Love, Mrs Tiggywinkle x

Thursday 23 May 2019

King Cole Zig Zag Socks

Hello, thank you for popping in, you are very welcome here.  This post is going to be all about socks.  I know that some people will consider that to be a very dull subject for a blog post but I beg to differ because handknitted socks make me very excited indeed!  I was once told that after you have worn a pair of handknitted socks, made to fit your feet, you can never go back and I am inclined to agree; it's mostly in the fit, the way they actually hug your feet, but it's also the warmth, that 75% wool (in my case) keeps my feet toasty warm in the coldest weather.  The comfort in a good pair of socks is not to be dismissed.  I'm really not very rock 'n' roll, am I?

So, this year I have knitted three pairs of socks using King Cole Zig Zag yarn, which is 75% superwash wool and 25% nylon, and I thought you might like to see them.  I bought the first ball myself to knit a pair of socks for The Mathematician, something to remind her how much her mum loves her while she is away.  She asked for a pair with a ruffle at the top which she could pull out over the top of her ankle boots rather than a cuff and I was delighted to fulfil that wish because knitting the cuff is my least favourite bit of the venture!  So, I knitted eight rows of single rib before moving straight on to the heel flap, which I always knit in eye of the partridge stitch.  (Sorry, I've just realised that this may be a foreign language to some of you, please don't give up here!)  Once the sock was finished I went back and picked up stitches around the cast on edge to knit the ruffle.  Here are the finished socks.

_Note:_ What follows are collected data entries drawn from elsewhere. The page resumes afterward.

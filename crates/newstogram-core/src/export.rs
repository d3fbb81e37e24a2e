//! Canvas export boundary.
//!
//! Rasterization lives in the host (a browser's canvas, a GPU renderer, a
//! test double); the core only guarantees that transient UI is out of the
//! picture while it runs.

use crate::canvas::Canvas;
use thiserror::Error;

/// Export errors.
#[derive(Debug, Error)]
pub enum ExportError {
    #[error("Canvas has no layout yet")]
    Detached,
    #[error("Rasterization failed: {0}")]
    Render(String),
    #[error("Encoding failed: {0}")]
    Encode(String),
}

/// Encoded PNG produced by a [`Rasterizer`].
#[derive(Debug, Clone, PartialEq, Eq)]
pub struct RasterImage {
    pub width: u32,
    pub height: u32,
    pub png: Vec<u8>,
}

impl RasterImage {
    /// Suggested download name for the canvas image.
    pub fn file_name(canvas: &Canvas) -> String {
        format!("{}.png", canvas.id())
    }
}

/// Turns a canvas into an image.
pub trait Rasterizer {
    /// Rasterize `canvas` at `scale` times its layout size.
    fn rasterize(&mut self, canvas: &Canvas, scale: f64) -> Result<RasterImage, ExportError>;
}

/// Rasterize `canvas` with handles and the selection outline hidden.
///
/// The canvas is restored whether or not the rasterizer succeeds.
pub fn export_canvas(
    canvas: &mut Canvas,
    rasterizer: &mut dyn Rasterizer,
    scale: f64,
) -> Result<RasterImage, ExportError> {
    if canvas.layout().is_none() {
        return Err(ExportError::Detached);
    }
    canvas.hide_transient_ui();
    let result = rasterizer.rasterize(canvas, scale);
    canvas.restore_transient_ui();
    match &result {
        Ok(image) => log::info!("Exported {} at {}x{}", canvas.id(), image.width, image.height),
        Err(e) => log::warn!("Export of {} failed: {}", canvas.id(), e),
    }
    result
}

#[cfg(test)]
mod tests {
    use super::*;
    use crate::canvas::{CanvasId, CanvasLayout};
    use crate::config::EngineConfig;
    use crate::element::{Element, ElementContent};
    use kurbo::{Point, Rect, Size};

    /// Records what the canvas looked like at rasterization time.
    struct Probe {
        fail: bool,
        saw_handles: Option<bool>,
        saw_outline: Option<bool>,
    }

    impl Rasterizer for Probe {
        fn rasterize(&mut self, canvas: &Canvas, scale: f64) -> Result<RasterImage, ExportError> {
            self.saw_outline = Some(canvas.shows_selection_outline());
            self.saw_handles = Some(
                canvas
                    .elements()
                    .iter()
                    .filter_map(|e| canvas.handles(e.id()))
                    .any(|set| set.iter().any(|h| h.visible)),
            );
            if self.fail {
                return Err(ExportError::Render("out of memory".into()));
            }
            let size = canvas.layout().map(|l| l.surface_size()).unwrap_or_default();
            Ok(RasterImage {
                width: (size.width * scale) as u32,
                height: (size.height * scale) as u32,
                png: vec![0x89, b'P', b'N', b'G'],
            })
        }
    }

    fn selected_canvas() -> Canvas {
        let mut canvas = Canvas::new(CanvasId(1), &EngineConfig::default());
        canvas.set_layout(CanvasLayout::new(
            Rect::new(0.0, 0.0, 1000.0, 1000.0),
            Rect::new(0.0, 0.0, 1000.0, 1000.0),
        ));
        let id = canvas.insert_element(Element::new(
            ElementContent::text("a"),
            Point::new(10.0, 10.0),
            Size::new(100.0, 100.0),
        ));
        canvas.select(id);
        canvas
    }

    fn probe(fail: bool) -> Probe {
        Probe {
            fail,
            saw_handles: None,
            saw_outline: None,
        }
    }

    #[test]
    fn test_export_hides_and_restores() {
        let mut canvas = selected_canvas();
        let mut probe = probe(false);
        let image = export_canvas(&mut canvas, &mut probe, 2.0).unwrap();
        assert_eq!((image.width, image.height), (2000, 2000));
        assert_eq!(probe.saw_handles, Some(false));
        assert_eq!(probe.saw_outline, Some(false));
        assert!(canvas.shows_selection_outline());
        assert_eq!(RasterImage::file_name(&canvas), "canvas-1.png");
    }

    #[test]
    fn test_export_restores_on_failure() {
        let mut canvas = selected_canvas();
        let mut probe = probe(true);
        assert!(matches!(
            export_canvas(&mut canvas, &mut probe, 2.0),
            Err(ExportError::Render(_))
        ));
        assert_eq!(probe.saw_handles, Some(false));
        assert!(canvas.shows_selection_outline());
        let id = canvas.selected().unwrap();
        assert!(canvas.handles(id).unwrap().iter().all(|h| h.visible));
    }

    #[test]
    fn test_detached_canvas_is_not_exported() {
        let mut canvas = Canvas::new(CanvasId(1), &EngineConfig::default());
        let mut probe = probe(false);
        assert!(matches!(
            export_canvas(&mut canvas, &mut probe, 2.0),
            Err(ExportError::Detached)
        ));
        assert_eq!(probe.saw_handles, None);
    }
}
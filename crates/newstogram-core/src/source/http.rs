//! Content source backed by the scraping server.

use crate::config::EngineConfig;
use super::{BoxFuture, ContentSource, FetchedImage, ScrapedArticle, SourceError, SourceResult};
use serde::Deserialize;
use std::time::Duration;

const REQUEST_TIMEOUT_SECS: u64 = 120;
const CONNECT_TIMEOUT_SECS: u64 = 10;

/// Error body the server sends with non-2xx responses.
#[derive(Deserialize)]
struct ErrorBody {
    error: String,
}

/// Talks to `GET {endpoint}/scrape` and `GET {endpoint}/stream-image`.
pub struct HttpSource {
    http: reqwest::Client,
    endpoint: String,
}

impl HttpSource {
    pub fn new(endpoint: &str) -> SourceResult<Self> {
        let http = reqwest::Client::builder()
            .timeout(Duration::from_secs(REQUEST_TIMEOUT_SECS))
            .connect_timeout(Duration::from_secs(CONNECT_TIMEOUT_SECS))
            .build()
            .map_err(|e| SourceError::Request(e.to_string()))?;
        Ok(Self {
            http,
            endpoint: endpoint.trim_end_matches('/').to_string(),
        })
    }

    /// Client for the backend named in `config`.
    pub fn from_config(config: &EngineConfig) -> SourceResult<Self> {
        Self::new(&config.endpoint)
    }

    pub fn endpoint(&self) -> &str {
        &self.endpoint
    }

    async fn get(&self, path: &str, query: &[(&str, &str)]) -> SourceResult<reqwest::Response> {
        let response = self
            .http
            .get(format!("{}{}", self.endpoint, path))
            .query(query)
            .send()
            .await
            .map_err(|e| SourceError::Request(e.to_string()))?;

        let status = response.status();
        if status.is_success() {
            return Ok(response);
        }
        let text = response.text().await.unwrap_or_default();
        let message = serde_json::from_str::<ErrorBody>(&text)
            .map(|body| body.error)
            .unwrap_or(text);
        Err(SourceError::Status {
            status: status.as_u16(),
            message,
        })
    }
}

impl ContentSource for HttpSource {
    fn scrape(&self, url: &str, lang: &str) -> BoxFuture<'_, SourceResult<ScrapedArticle>> {
        let url = url.to_string();
        let lang = lang.to_string();
        Box::pin(async move {
            let response = self.get("/scrape", &[("url", url.as_str()), ("lang", lang.as_str())]).await?;
            response
                .json::<ScrapedArticle>()
                .await
                .map_err(|e| SourceError::Decode(e.to_string()))
        })
    }

    fn fetch_image(&self, url: &str) -> BoxFuture<'_, SourceResult<FetchedImage>> {
        let url = url.to_string();
        Box::pin(async move {
            let response = self.get("/stream-image", &[("url", url.as_str())]).await?;
            let mime = response
                .headers()
                .get(reqwest::header::CONTENT_TYPE)
                .and_then(|value| value.to_str().ok())
                .unwrap_or_default()
                .to_string();
            let bytes = response
                .bytes()
                .await
                .map_err(|e| SourceError::Request(e.to_string()))?;
            Ok(FetchedImage::new(bytes.to_vec(), mime))
        })
    }
}

#[cfg(test)]
mod tests {
    use super::*;

    #[test]
    fn test_endpoint_trailing_slash() {
        let source = HttpSource::new("http://localhost:3000/").unwrap();
        assert_eq!(source.endpoint(), "http://localhost:3000");
    }

    #[test]
    fn test_from_config() {
        let config = EngineConfig {
            endpoint: "https://api.newstogram.test/".into(),
            ..EngineConfig::default()
        };
        let source = HttpSource::from_config(&config).unwrap();
        assert_eq!(source.endpoint(), "https://api.newstogram.test");
    }
}
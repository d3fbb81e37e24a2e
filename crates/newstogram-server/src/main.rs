//! Newstogram backend
//!
//! Scrapes news articles, translates them through an OpenAI-compatible
//! model and proxies article images so the composer can draw them without
//! cross-origin restrictions.
//!
//! ## Endpoints
//!
//! ```text
//! GET /scrape?url=<article>&lang=<code>   -> { "judul": [...], "isi": "...", "gambar": [...], "thumbnail": "..." }
//! GET /stream-image?url=<image>           -> image bytes, upstream content type
//! GET /health                             -> "ok"
//! ```

mod config;
mod error;
mod llm;
mod scrape;

use axum::{
    Json, Router,
    extract::{Query, State},
    http::{HeaderValue, Method, header},
    response::{IntoResponse, Response},
    routing::get,
};
use config::ServerConfig;
use error::ApiError;
use llm::{LlmClient, Translation};
use newstogram_core::ScrapedArticle;
use reqwest::Url;
use serde::Deserialize;
use std::{sync::Arc, time::Duration};
use tower_http::{cors::CorsLayer, trace::TraceLayer};
use tracing::{info, warn};

const DEFAULT_LANG: &str = "id";
const FALLBACK_CONTENT_TYPE: &str = "application/octet-stream";

/// Shared server state
struct AppState {
    http: reqwest::Client,
    llm: Option<LlmClient>,
}

impl AppState {
    fn new(config: &ServerConfig) -> Result<Self, reqwest::Error> {
        let http = reqwest::Client::builder()
            .timeout(Duration::from_secs(config.request_timeout_secs))
            .connect_timeout(Duration::from_secs(config.connect_timeout_secs))
            .build()?;
        let llm = config
            .llm
            .clone()
            .map(|settings| LlmClient::new(http.clone(), settings));
        Ok(Self { http, llm })
    }
}

#[derive(Debug, Default, Deserialize)]
struct ScrapeQuery {
    url: Option<String>,
    lang: Option<String>,
}

#[derive(Debug, Default, Deserialize)]
struct ImageQuery {
    url: Option<String>,
}

#[tokio::main]
async fn main() -> Result<(), Box<dyn std::error::Error>> {
    tracing_subscriber::fmt()
        .with_env_filter(
            tracing_subscriber::EnvFilter::try_from_default_env()
                .unwrap_or_else(|_| "newstogram_server=info,tower_http=info".into()),
        )
        .init();

    let config = ServerConfig::from_env()?;
    let state = Arc::new(AppState::new(&config)?);
    match &state.llm {
        Some(llm) => info!("Translation enabled with model {}", llm.model()),
        None => warn!("OPENAI_API_KEY not set; articles are returned untranslated"),
    }

    let app = router(state, cors_layer(config.frontend_url.as_deref()));

    let addr = config.addr();
    info!("Newstogram backend listening on {}", addr);

    let listener = tokio::net::TcpListener::bind(addr).await?;
    axum::serve(listener, app).await?;
    Ok(())
}

fn router(state: Arc<AppState>, cors: CorsLayer) -> Router {
    Router::new()
        .route("/scrape", get(scrape_article))
        .route("/stream-image", get(stream_image))
        .route("/health", get(health))
        .layer(cors)
        .layer(TraceLayer::new_for_http())
        .with_state(state)
}

/// Any origin when unset, otherwise only the composer's origin.
fn cors_layer(frontend_url: Option<&str>) -> CorsLayer {
    let Some(origin) = frontend_url else {
        return CorsLayer::permissive();
    };
    match HeaderValue::from_str(origin) {
        Ok(origin) => CorsLayer::new()
            .allow_origin(origin)
            .allow_methods([Method::GET, Method::OPTIONS])
            .allow_headers([header::CONTENT_TYPE, header::AUTHORIZATION]),
        Err(_) => {
            warn!("FRONTEND_URL '{}' is not a valid origin; allowing any", origin);
            CorsLayer::permissive()
        }
    }
}

/// Health check
async fn health() -> &'static str {
    "ok"
}

/// Validate the `url` query parameter as an absolute http(s) URL.
fn required_url(raw: Option<String>) -> Result<Url, ApiError> {
    let raw = raw
        .map(|url| url.trim().to_string())
        .filter(|url| !url.is_empty())
        .ok_or(ApiError::MissingUrl)?;
    let url = Url::parse(&raw).map_err(|e| ApiError::InvalidUrl(format!("{raw}: {e}")))?;
    match url.scheme() {
        "http" | "https" => Ok(url),
        other => Err(ApiError::InvalidUrl(format!("unsupported scheme '{other}'"))),
    }
}

/// Scrape an article and translate it.
async fn scrape_article(
    State(state): State<Arc<AppState>>,
    Query(query): Query<ScrapeQuery>,
) -> Result<Json<ScrapedArticle>, ApiError> {
    let url = required_url(query.url)?;
    let lang = query
        .lang
        .map(|lang| lang.trim().to_string())
        .filter(|lang| !lang.is_empty())
        .unwrap_or_else(|| DEFAULT_LANG.to_string());

    let response = state
        .http
        .get(url.clone())
        .send()
        .await
        .map_err(|e| ApiError::PageFetch(e.to_string()))?;
    if !response.status().is_success() {
        return Err(ApiError::PageFetch(format!("{} returned {}", url, response.status())));
    }
    let html = response
        .text()
        .await
        .map_err(|e| ApiError::PageFetch(e.to_string()))?;

    let page = scrape::extract(&html, url.as_str());
    info!(
        "Scraped {}: {} chars, {} images",
        url,
        page.content.len(),
        page.images.len()
    );

    let translation = match &state.llm {
        Some(llm) => {
            let reply = llm.translate(&page.content, &lang).await?;
            llm::parse_translation(&reply, &page.title, &page.content)
        }
        None => Translation::untranslated(&page.title, &page.content),
    };

    Ok(Json(ScrapedArticle {
        titles: translation.titles,
        body: translation.body,
        images: page.images,
        thumbnail: page.thumbnail,
        summary: translation.summary,
    }))
}

/// Proxy an image, keeping the upstream content type.
async fn stream_image(
    State(state): State<Arc<AppState>>,
    Query(query): Query<ImageQuery>,
) -> Result<Response, ApiError> {
    let url = required_url(query.url)?;

    let response = state
        .http
        .get(url.clone())
        .send()
        .await
        .map_err(|e| ApiError::ImageFetch(e.to_string()))?;
    if !response.status().is_success() {
        return Err(ApiError::ImageFetch(format!("{} returned {}", url, response.status())));
    }

    let content_type = response
        .headers()
        .get(header::CONTENT_TYPE)
        .cloned()
        .unwrap_or_else(|| HeaderValue::from_static(FALLBACK_CONTENT_TYPE));
    let bytes = response
        .bytes()
        .await
        .map_err(|e| ApiError::ImageFetch(e.to_string()))?;

    Ok((
        [
            (header::CONTENT_TYPE, content_type),
            (header::CONTENT_DISPOSITION, HeaderValue::from_static("inline")),
        ],
        bytes,
    )
        .into_response())
}

#[cfg(test)]
mod tests {
    use super::*;
    use axum::http::StatusCode;

    fn state() -> Arc<AppState> {
        Arc::new(AppState::new(&ServerConfig::default()).unwrap())
    }

    #[test]
    fn test_required_url() {
        assert!(matches!(required_url(None), Err(ApiError::MissingUrl)));
        assert!(matches!(required_url(Some("   ".into())), Err(ApiError::MissingUrl)));
        assert!(matches!(required_url(Some("not a url".into())), Err(ApiError::InvalidUrl(_))));
        assert!(matches!(
            required_url(Some("file:///etc/passwd".into())),
            Err(ApiError::InvalidUrl(_))
        ));
        let url = required_url(Some(" https://news.test/a ".into())).unwrap();
        assert_eq!(url.as_str(), "https://news.test/a");
    }

    #[tokio::test]
    async fn test_health() {
        assert_eq!(health().await, "ok");
    }

    #[tokio::test]
    async fn test_scrape_requires_url() {
        let result = scrape_article(State(state()), Query(ScrapeQuery::default())).await;
        let err = result.unwrap_err();
        assert!(matches!(err, ApiError::MissingUrl));
        assert_eq!(err.into_response().status(), StatusCode::BAD_REQUEST);
    }

    #[tokio::test]
    async fn test_stream_image_rejects_bad_url() {
        let query = ImageQuery {
            url: Some("ftp://cdn.test/a.png".into()),
        };
        let result = stream_image(State(state()), Query(query)).await;
        assert!(matches!(result, Err(ApiError::InvalidUrl(_))));
    }

    #[test]
    fn test_router_builds_with_either_cors_mode() {
        let _open = router(state(), cors_layer(None));
        let _locked = router(state(), cors_layer(Some("https://newstogram.test")));
        let _fallback = router(state(), cors_layer(Some("bad\norigin")));
    }
}
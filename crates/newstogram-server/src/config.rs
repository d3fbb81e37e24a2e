//! Server configuration parsed from environment variables.

use std::net::{IpAddr, Ipv4Addr, SocketAddr};
use thiserror::Error;

pub const DEFAULT_PORT: u16 = 3000;
pub const DEFAULT_OPENAI_BASE_URL: &str = "https://api.openai.com/v1";
pub const DEFAULT_OPENAI_MODEL: &str = "gpt-4o";
pub const DEFAULT_REQUEST_TIMEOUT_SECS: u64 = 120;
pub const DEFAULT_CONNECT_TIMEOUT_SECS: u64 = 10;

#[derive(Debug, Error, PartialEq, Eq)]
pub enum ConfigError {
    #[error("{var} must be a number, got '{value}'")]
    NotANumber { var: &'static str, value: String },
}

/// OpenAI-compatible endpoint used for translation.
#[derive(Debug, Clone, PartialEq, Eq)]
pub struct LlmSettings {
    pub api_key: String,
    pub base_url: String,
    pub model: String,
}

#[derive(Debug, Clone, PartialEq, Eq)]
pub struct ServerConfig {
    pub port: u16,
    /// Allowed CORS origin; `None` allows any.
    pub frontend_url: Option<String>,
    /// Without it, `/scrape` returns the article untranslated.
    pub llm: Option<LlmSettings>,
    pub request_timeout_secs: u64,
    pub connect_timeout_secs: u64,
}

impl ServerConfig {
    /// Build config from the process environment.
    ///
    /// Optional:
    /// - `PORT`: default 3000
    /// - `FRONTEND_URL`: CORS origin, `*` or unset allows any
    /// - `OPENAI_API_KEY`: enables translation
    /// - `OPENAI_BASE_URL`: default OpenAI API base URL
    /// - `OPENAI_MODEL`: default `gpt-4o`
    /// - `REQUEST_TIMEOUT_SECS`: default 120
    /// - `CONNECT_TIMEOUT_SECS`: default 10
    pub fn from_env() -> Result<Self, ConfigError> {
        Self::from_lookup(|var| std::env::var(var).ok())
    }

    /// Build config from an arbitrary variable lookup.
    pub fn from_lookup(lookup: impl Fn(&str) -> Option<String>) -> Result<Self, ConfigError> {
        let non_empty = |var: &str| lookup(var).map(|v| v.trim().to_string()).filter(|v| !v.is_empty());

        let port = parse_number(non_empty("PORT"), "PORT", DEFAULT_PORT)?;
        let frontend_url = non_empty("FRONTEND_URL").filter(|url| url != "*");
        let llm = non_empty("OPENAI_API_KEY").map(|api_key| LlmSettings {
            api_key,
            base_url: non_empty("OPENAI_BASE_URL")
                .unwrap_or_else(|| DEFAULT_OPENAI_BASE_URL.to_string())
                .trim_end_matches('/')
                .to_string(),
            model: non_empty("OPENAI_MODEL").unwrap_or_else(|| DEFAULT_OPENAI_MODEL.to_string()),
        });
        let request_timeout_secs = parse_number(
            non_empty("REQUEST_TIMEOUT_SECS"),
            "REQUEST_TIMEOUT_SECS",
            DEFAULT_REQUEST_TIMEOUT_SECS,
        )?;
        let connect_timeout_secs = parse_number(
            non_empty("CONNECT_TIMEOUT_SECS"),
            "CONNECT_TIMEOUT_SECS",
            DEFAULT_CONNECT_TIMEOUT_SECS,
        )?;

        Ok(Self {
            port,
            frontend_url,
            llm,
            request_timeout_secs,
            connect_timeout_secs,
        })
    }

    pub fn addr(&self) -> SocketAddr {
        SocketAddr::new(IpAddr::V4(Ipv4Addr::UNSPECIFIED), self.port)
    }
}

impl Default for ServerConfig {
    fn default() -> Self {
        Self {
            port: DEFAULT_PORT,
            frontend_url: None,
            llm: None,
            request_timeout_secs: DEFAULT_REQUEST_TIMEOUT_SECS,
            connect_timeout_secs: DEFAULT_CONNECT_TIMEOUT_SECS,
        }
    }
}

fn parse_number<T: std::str::FromStr>(raw: Option<String>, var: &'static str, default: T) -> Result<T, ConfigError> {
    match raw {
        None => Ok(default),
        Some(value) => value
            .parse()
            .map_err(|_| ConfigError::NotANumber { var, value }),
    }
}
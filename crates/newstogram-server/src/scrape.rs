//! Article extraction from raw HTML.

use reqwest::Url;
use scraper::{ElementRef, Html, Selector};

/// What the scraper pulls out of a news page.
#[derive(Debug, Clone, Default, PartialEq, Eq)]
pub struct ExtractedPage {
    /// First `h1`, trimmed.
    pub title: String,
    /// Article paragraphs, one per line.
    pub content: String,
    /// Article images in document order, de-duplicated.
    pub images: Vec<String>,
    /// Listing thumbnail outside the article, empty when absent.
    pub thumbnail: String,
}

fn selector(css: &str) -> Option<Selector> {
    Selector::parse(css).ok()
}

/// First match of `css` in the whole document.
fn first<'a>(document: &'a Html, css: &str) -> Option<ElementRef<'a>> {
    let selector = selector(css)?;
    document.select(&selector).next()
}

/// Every match of `css` below `scope`.
fn all<'a>(scope: ElementRef<'a>, css: &str) -> Vec<ElementRef<'a>> {
    match selector(css) {
        Some(selector) => scope.select(&selector).collect(),
        None => Vec::new(),
    }
}

/// Lazy-loaded images keep the real URL in `data-src`.
fn image_source(img: ElementRef<'_>, base: Option<&Url>) -> Option<String> {
    let value = img.value();
    let raw = value
        .attr("data-src")
        .filter(|s| !s.trim().is_empty())
        .or_else(|| value.attr("src"))?
        .trim();
    if raw.is_empty() {
        return None;
    }
    Some(match base.and_then(|b| b.join(raw).ok()) {
        Some(resolved) => resolved.to_string(),
        None => raw.to_string(),
    })
}

fn text_of(element: ElementRef<'_>) -> String {
    element.text().collect::<String>().trim().to_string()
}

/// Extract title, body, images and thumbnail. Relative image URLs are
/// resolved against `page_url` when it parses.
pub fn extract(html: &str, page_url: &str) -> ExtractedPage {
    let document = Html::parse_document(html);
    let base = Url::parse(page_url).ok();

    let title = first(&document, "h1").map(text_of).unwrap_or_default();

    let mut content = String::new();
    let mut images: Vec<String> = Vec::new();
    if let Some(article) = first(&document, "article") {
        for paragraph in all(article, "p") {
            content.push_str(&text_of(paragraph));
            content.push('\n');
        }
        for img in all(article, "img") {
            if let Some(src) = image_source(img, base.as_ref()) {
                if !images.contains(&src) {
                    images.push(src);
                }
            }
        }
    }

    let thumbnail = first(&document, "a.mg-blog-thumb img")
        .and_then(|img| image_source(img, base.as_ref()))
        .unwrap_or_default();

    ExtractedPage {
        title,
        content,
        images,
        thumbnail,
    }
}

#[cfg(test)]
mod tests {
    use super::*;

    const PAGE: &str = r#"
        <html><body>
          <a class="mg-blog-thumb" href="/post"><img src="/thumb.jpg"></a>
          <h1>  Breaking News  </h1>
          <h1>Second heading</h1>
          <article>
            <p> First paragraph. </p>
            <img data-src="https://cdn.test/a.jpg" src="placeholder.gif">
            <p>Second paragraph.</p>
            <img src="https://cdn.test/a.jpg">
            <img src="b.jpg">
            <img>
          </article>
        </body></html>
    "#;

    #[test]
    fn test_extract_article() {
        let page = extract(PAGE, "https://news.test/2024/story");
        assert_eq!(page.title, "Breaking News");
        assert_eq!(page.content, "First paragraph.\nSecond paragraph.\n");
        assert_eq!(
            page.images,
            vec!["https://cdn.test/a.jpg".to_string(), "https://news.test/2024/b.jpg".to_string()]
        );
        assert_eq!(page.thumbnail, "https://news.test/thumb.jpg");
    }

    #[test]
    fn test_extract_without_article() {
        let page = extract("<html><body><p>loose</p></body></html>", "not a url");
        assert_eq!(page, ExtractedPage::default());
        assert_eq!(page.thumbnail, "");
    }

    #[test]
    fn test_unresolvable_base_keeps_raw_src() {
        let page = extract(r#"<article><img src="x.png"></article>"#, "");
        assert_eq!(page.images, vec!["x.png".to_string()]);
    }
}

The Mathematician was delighted with them (I think, she may have been pretending but if so, she's a bloomin' good actress), which made me very happy indeed.  However, I was a bit disappointed with the yarn.  You see, I got this far and then found that the yarn had run out and a new piece had been joined with a knot (harrumph!  Who wants an uncomfortable knot rubbing against their foot?) and the new piece did not continue the colour pattern, it had just been joined randomly! 

Horror of horrors!  I really can't cope if the socks don't match so I had to cut the yarn and wind off 11g before reaching the point where the colours would match and I could start knitting again.  11g  out of a 100g ball!  It was very annoying.  Also annoying is the name of this shade: Heathers.  I mean, have you ever seen heather in these colours? 

I chose it because I really liked the turquoise, the orange and the magenta together but as I knitted through it the royal blue and yellow appeared and I really didn't like that yellow with the other colours, in fact I couldn't see that it had any place at all in this sock.  However, as I said, The Mathematician was delighted with them and that's the important thing.  (I've just had a look and I think this shade has been discontinued now, although I only bought this yarn four months ago.)

The next pair I knitted was with a shade called Oak, although I must admit that I can't find the ball band so that might not be right, but if it's not Oak it's Birch, and either way, I couldn't see it at all.  Can you?  When I looked at this ball of yarn I saw a shingle beach on a grey day: grey, white and blue evoked the sea, the sky and the pebbles, the black was the seaweed left on the beach when the tide receded and the beige was the sand. 

I was really looking forward to seeing how these knitted up, especially because they were for me!  Some kind and thoughtful friends bought the yarn for me for my birthday with strict instructions to knit some socks for myself.  Would you like to see how they turned out?

Not like the beach at all.  I was expecting narrow stripes rather than great big blocks of colour.  No, not a beach but certainly not a tree.  Harrumph!

The second ball of yarn which my friends bought for me was riotously colourful and just looking at it made me smile.  I knit socks from the top down so these began with muted shades of green, brown and grey before a lovely dark pink appeared.  I was reminded of an autumnal hedgerow with leaves changing colour and shiny berries.  However, the next stripe was bright orange and white and the one after that was slap-you-in-the-face green.  Then I was back to the hedgerow before another bright orange and white and, just for good measure, purple.  Now, I love purple, and I could see it in the context of my autumnal hedgerow; I could even see it with the orange and white and slap-you-in-the-face green, so I suppose it is the linking colour, but this does feel like a confusion of two completely different palettes.  It's completely bonkers but very jolly.  However, yet again the name seems to have nothing to do with the colours: this is Emberglow (although some websites list it as Ember Glow, which annoys me).  Really??  I have looked quite hard and I just can't conjure either the glowing coals of a campfire or a gas fire which looks like a real fire. 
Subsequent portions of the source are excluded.